§ Task requirements: Transcribe only the lines between the first line of the records and the line containing "Suggested download name", inclusive, exactly as written.
-- Records to use follows --
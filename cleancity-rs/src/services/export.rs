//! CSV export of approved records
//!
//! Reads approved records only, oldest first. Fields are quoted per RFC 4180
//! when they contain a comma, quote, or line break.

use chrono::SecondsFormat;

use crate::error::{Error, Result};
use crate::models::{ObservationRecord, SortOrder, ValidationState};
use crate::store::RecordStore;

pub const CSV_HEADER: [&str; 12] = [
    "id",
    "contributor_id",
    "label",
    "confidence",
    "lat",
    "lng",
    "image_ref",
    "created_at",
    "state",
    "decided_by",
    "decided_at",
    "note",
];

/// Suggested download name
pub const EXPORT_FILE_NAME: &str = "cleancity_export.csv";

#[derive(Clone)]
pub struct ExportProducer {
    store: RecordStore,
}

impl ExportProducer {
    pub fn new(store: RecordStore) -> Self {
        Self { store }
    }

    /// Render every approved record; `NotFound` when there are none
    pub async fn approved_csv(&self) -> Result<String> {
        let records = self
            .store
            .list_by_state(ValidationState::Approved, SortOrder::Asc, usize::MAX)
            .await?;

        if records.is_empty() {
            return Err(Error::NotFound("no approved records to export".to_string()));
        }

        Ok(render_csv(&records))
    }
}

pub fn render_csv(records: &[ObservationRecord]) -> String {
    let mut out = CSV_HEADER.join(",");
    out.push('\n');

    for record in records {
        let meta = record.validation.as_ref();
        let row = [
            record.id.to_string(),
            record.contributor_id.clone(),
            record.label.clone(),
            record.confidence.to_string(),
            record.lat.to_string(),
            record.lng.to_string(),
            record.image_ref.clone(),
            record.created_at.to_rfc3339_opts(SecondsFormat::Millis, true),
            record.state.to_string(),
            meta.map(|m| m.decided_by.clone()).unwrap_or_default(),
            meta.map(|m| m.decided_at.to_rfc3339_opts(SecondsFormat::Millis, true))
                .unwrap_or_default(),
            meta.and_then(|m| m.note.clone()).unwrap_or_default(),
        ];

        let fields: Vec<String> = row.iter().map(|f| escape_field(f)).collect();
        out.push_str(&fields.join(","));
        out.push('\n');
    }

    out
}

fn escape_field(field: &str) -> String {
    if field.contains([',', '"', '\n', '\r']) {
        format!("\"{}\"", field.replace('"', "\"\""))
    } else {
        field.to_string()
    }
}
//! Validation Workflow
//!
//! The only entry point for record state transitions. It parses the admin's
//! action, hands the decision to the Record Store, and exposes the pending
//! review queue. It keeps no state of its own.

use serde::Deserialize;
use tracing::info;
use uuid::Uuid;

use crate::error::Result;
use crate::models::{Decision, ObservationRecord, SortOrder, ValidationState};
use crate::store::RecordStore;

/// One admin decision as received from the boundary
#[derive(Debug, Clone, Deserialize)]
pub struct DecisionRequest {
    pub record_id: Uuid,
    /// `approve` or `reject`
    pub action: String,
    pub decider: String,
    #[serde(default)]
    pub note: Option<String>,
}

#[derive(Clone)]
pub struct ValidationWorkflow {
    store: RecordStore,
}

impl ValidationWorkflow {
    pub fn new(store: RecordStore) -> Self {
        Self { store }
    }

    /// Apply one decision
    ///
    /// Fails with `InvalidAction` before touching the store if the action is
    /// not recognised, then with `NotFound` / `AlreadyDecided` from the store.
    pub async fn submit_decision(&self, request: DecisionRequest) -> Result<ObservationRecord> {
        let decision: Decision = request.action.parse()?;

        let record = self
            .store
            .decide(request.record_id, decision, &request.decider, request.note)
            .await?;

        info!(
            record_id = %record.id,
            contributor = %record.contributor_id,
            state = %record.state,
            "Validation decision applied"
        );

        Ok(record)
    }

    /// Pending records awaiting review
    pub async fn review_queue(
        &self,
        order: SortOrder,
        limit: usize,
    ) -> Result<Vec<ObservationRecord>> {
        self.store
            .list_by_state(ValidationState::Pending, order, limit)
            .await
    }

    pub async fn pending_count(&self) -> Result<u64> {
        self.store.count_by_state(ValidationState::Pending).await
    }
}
-- Records to use concluded --
§ Written response:
filename cleancity-rs/src/services/export.rs
//! CSV export of approved records
//!
//! Reads approved records only, oldest first. Fields are quoted per RFC 4180
//! when they contain a comma, quote, or line break.

use chrono::SecondsFormat;

use crate::error::{Error, Result};
use crate::models::{ObservationRecord, SortOrder, ValidationState};
use crate::store::RecordStore;

pub const CSV_HEADER: [&str; 12] = [
    "id",
    "contributor_id",
    "label",
    "confidence",
    "lat",
    "lng",
    "image_ref",
    "created_at",
    "state",
    "decided_by",
    "decided_at",
    "note",
];

/// Suggested download name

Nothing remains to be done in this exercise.